I have been tasked with implementing an 'on the wire' monitoring solution for a large Hadoop installation. The source of data will be a combination of taps and SPANs throughout the environment. My team's usual charter is one of packet analysis and network performance analysis. Given the architecture of this implementation (and volume of data) raw packet analysis through tools like Wireshark and others is just not feasable.

What are my options?

We are looking to monitor things like:

-How is Scoop/JDBC working

-How is connectivity performance between the control tier and the data tier

-DNS is key to this implementation. Are network services responding in an appropriate manner?

While we will be installing the standard suite of monitoring tools; Ganglia and Nagios, we would like to have that external hard network data for validation of performance. Some of the tools we have experience with are CompuWare DCRUM/Dynatrace, NetScout, Network Instruments, Extrahop, and Riverbed.
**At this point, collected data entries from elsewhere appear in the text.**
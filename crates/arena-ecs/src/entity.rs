//! Entity identifiers and the entity record.
//!
//! An [`EntityId`] is an opaque string handle. Ids are chosen by whoever
//! creates the entity (the transport for players, the authority for bullets,
//! the map loader for tiles) so that every process names the same entity the
//! same way without a shared allocator.
//!
//! An [`Entity`] is the id plus one optional slot per component type. There is
//! no subclassing: archetypes are just different sets of filled slots, and
//! "has component X" is a plain `Option::is_some` check.

use std::borrow::Borrow;
use std::fmt;

use serde::{Deserialize, Serialize};

use crate::component::{
    Collider, ComponentKind, ComponentSet, Controller, Damage, Ghost, Head, Health, Pickup,
    Player, Score, Transform, Velocity, Wall, Weapon,
};

// ---------------------------------------------------------------------------
// EntityId
// ---------------------------------------------------------------------------

/// An opaque, string-valued entity identifier.
#[derive(Clone, PartialEq, Eq, Hash, PartialOrd, Ord, Serialize, Deserialize)]
#[serde(transparent)]
pub struct EntityId(String);

impl EntityId {
    /// Construct an id from anything string-like.
    pub fn new(id: impl Into<String>) -> Self {
        Self(id.into())
    }

    /// The id as a string slice.
    #[inline]
    pub fn as_str(&self) -> &str {
        &self.0
    }
}

impl fmt::Debug for EntityId {
    fn fmt(&self, f: &mut fmt::Formatter<'_>) -> fmt::Result {
        write!(f, "EntityId({})", self.0)
    }
}

impl fmt::Display for EntityId {
    fn fmt(&self, f: &mut fmt::Formatter<'_>) -> fmt::Result {
        f.write_str(&self.0)
    }
}

impl Borrow<str> for EntityId {
    fn borrow(&self) -> &str {
        &self.0
    }
}

impl From<&str> for EntityId {
    fn from(value: &str) -> Self {
        Self(value.to_owned())
    }
}

impl From<String> for EntityId {
    fn from(value: String) -> Self {
        Self(value)
    }
}

// ---------------------------------------------------------------------------
// Entity
// ---------------------------------------------------------------------------

/// An identified bundle of components.
///
/// Every slot is optional. Empty slots are omitted from the serialized form so
/// that snapshots and state hashes only reflect components that exist.
#[derive(Debug, Clone, PartialEq, Serialize, Deserialize)]
pub struct Entity {
    /// The entity's identity. Immutable for the entity's lifetime.
    pub id: EntityId,
    #[serde(default, skip_serializing_if = "Option::is_none")]
    pub transform: Option<Transform>,
    #[serde(default, skip_serializing_if = "Option::is_none")]
    pub head: Option<Head>,
    #[serde(default, skip_serializing_if = "Option::is_none")]
    pub velocity: Option<Velocity>,
    #[serde(default, skip_serializing_if = "Option::is_none")]
    pub health: Option<Health>,
    #[serde(default, skip_serializing_if = "Option::is_none")]
    pub weapon: Option<Weapon>,
    #[serde(default, skip_serializing_if = "Option::is_none")]
    pub controller: Option<Controller>,
    #[serde(default, skip_serializing_if = "Option::is_none")]
    pub collider: Option<Collider>,
    #[serde(default, skip_serializing_if = "Option::is_none")]
    pub damage: Option<Damage>,
    #[serde(default, skip_serializing_if = "Option::is_none")]
    pub player: Option<Player>,
    #[serde(default, skip_serializing_if = "Option::is_none")]
    pub score: Option<Score>,
    #[serde(default, skip_serializing_if = "Option::is_none")]
    pub ghost: Option<Ghost>,
    #[serde(default, skip_serializing_if = "Option::is_none")]
    pub pickup: Option<Pickup>,
    #[serde(default, skip_serializing_if = "Option::is_none")]
    pub wall: Option<Wall>,
}

impl Entity {
    /// Create an entity with no components.
    pub fn new(id: impl Into<EntityId>) -> Self {
        Self {
            id: id.into(),
            transform: None,
            head: None,
            velocity: None,
            health: None,
            weapon: None,
            controller: None,
            collider: None,
            damage: None,
            player: None,
            score: None,
            ghost: None,
            pickup: None,
            wall: None,
        }
    }

    // -- builders -----------------------------------------------------------

    pub fn with_transform(mut self, transform: Transform) -> Self {
        self.transform = Some(transform);
        self
    }

    pub fn with_head(mut self, head: Head) -> Self {
        self.head = Some(head);
        self
    }

    pub fn with_velocity(mut self, velocity: Velocity) -> Self {
        self.velocity = Some(velocity);
        self
    }

    pub fn with_health(mut self, health: Health) -> Self {
        self.health = Some(health);
        self
    }

    pub fn with_weapon(mut self, weapon: Weapon) -> Self {
        self.weapon = Some(weapon);
        self
    }

    pub fn with_controller(mut self, controller: Controller) -> Self {
        self.controller = Some(controller);
        self
    }

    pub fn with_collider(mut self, collider: Collider) -> Self {
        self.collider = Some(collider);
        self
    }

    pub fn with_damage(mut self, damage: Damage) -> Self {
        self.damage = Some(damage);
        self
    }

    pub fn with_player(mut self, player: Player) -> Self {
        self.player = Some(player);
        self
    }

    pub fn with_score(mut self, score: Score) -> Self {
        self.score = Some(score);
        self
    }

    pub fn with_ghost(mut self) -> Self {
        self.ghost = Some(Ghost {});
        self
    }

    pub fn with_pickup(mut self, pickup: Pickup) -> Self {
        self.pickup = Some(pickup);
        self
    }

    pub fn with_wall(mut self) -> Self {
        self.wall = Some(Wall {});
        self
    }

    // -- capability queries -------------------------------------------------

    /// The set of component kinds present on this entity.
    pub fn component_set(&self) -> ComponentSet {
        let mut set = ComponentSet::empty();
        set.set(ComponentSet::TRANSFORM, self.transform.is_some());
        set.set(ComponentSet::HEAD, self.head.is_some());
        set.set(ComponentSet::VELOCITY, self.velocity.is_some());
        set.set(ComponentSet::HEALTH, self.health.is_some());
        set.set(ComponentSet::WEAPON, self.weapon.is_some());
        set.set(ComponentSet::CONTROLLER, self.controller.is_some());
        set.set(ComponentSet::COLLIDER, self.collider.is_some());
        set.set(ComponentSet::DAMAGE, self.damage.is_some());
        set.set(ComponentSet::PLAYER, self.player.is_some());
        set.set(ComponentSet::SCORE, self.score.is_some());
        set.set(ComponentSet::GHOST, self.ghost.is_some());
        set.set(ComponentSet::PICKUP, self.pickup.is_some());
        set.set(ComponentSet::WALL, self.wall.is_some());
        set
    }

    /// Whether the entity carries a component of the given kind.
    #[inline]
    pub fn has(&self, kind: ComponentKind) -> bool {
        self.component_set().contains(kind.into())
    }
}

// ---------------------------------------------------------------------------
// Tests
// ---------------------------------------------------------------------------

#[cfg(test)]
mod tests {
    use super::*;
    use glam::Vec3;

    #[test]
    fn empty_entity_has_no_components() {
        let e = Entity::new("a");
        assert!(e.component_set().is_empty());
        assert!(!e.has(ComponentKind::Transform));
    }

    #[test]
    fn component_set_tracks_filled_slots() {
        let e = Entity::new("w")
            .with_transform(Transform::at(Vec3::ZERO))
            .with_wall();
        let set = e.component_set();
        assert!(set.contains(ComponentSet::TRANSFORM | ComponentSet::WALL));
        assert!(!set.contains(ComponentSet::HEALTH));
        assert!(e.has(ComponentKind::Wall));
    }

    #[test]
    fn empty_slots_are_not_serialized() {
        let e = Entity::new("x").with_ghost();
        let json = serde_json::to_value(&e).unwrap();
        let obj = json.as_object().unwrap();
        assert_eq!(obj.len(), 2, "only id and ghost expected, got {json}");
        assert!(obj.contains_key("ghost"));
    }

    #[test]
    fn entity_id_displays_raw_string() {
        let id = EntityId::from("p1");
        assert_eq!(id.to_string(), "p1");
        assert_eq!(format!("{id:?}"), "EntityId(p1)");
    }
}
What are your experiences?

  • Are you commited to using enterprise-grade switches in the tiers or are you directly intermeshing a large number of interfaces? Most large clusters I've worked with have been deliberately designed to have broken pieces more or less all the time. Taps get very expensive very quickly unless you're doing crazy things with very high end bsd boxes shoved with interfaces and unlike a good tap, those don't fail open. Just a couple of thoughts. I usually want to know how much is going in and out of a rack, I don't really care about the little things if I'll pick em up sooner or later. – quadruplebucky Mar 15 '14 at 06:00
  • Yep using enterprise grade switching gear as well as ingress/egress taps into the new zone. Spans will be the source of traffic from the top of rack. Either way, we will be collecting the data. I'm just hoping there is some type of tool that can generate actionable metrics from the data. – user212869 Mar 15 '14 at 13:19

0 Answers0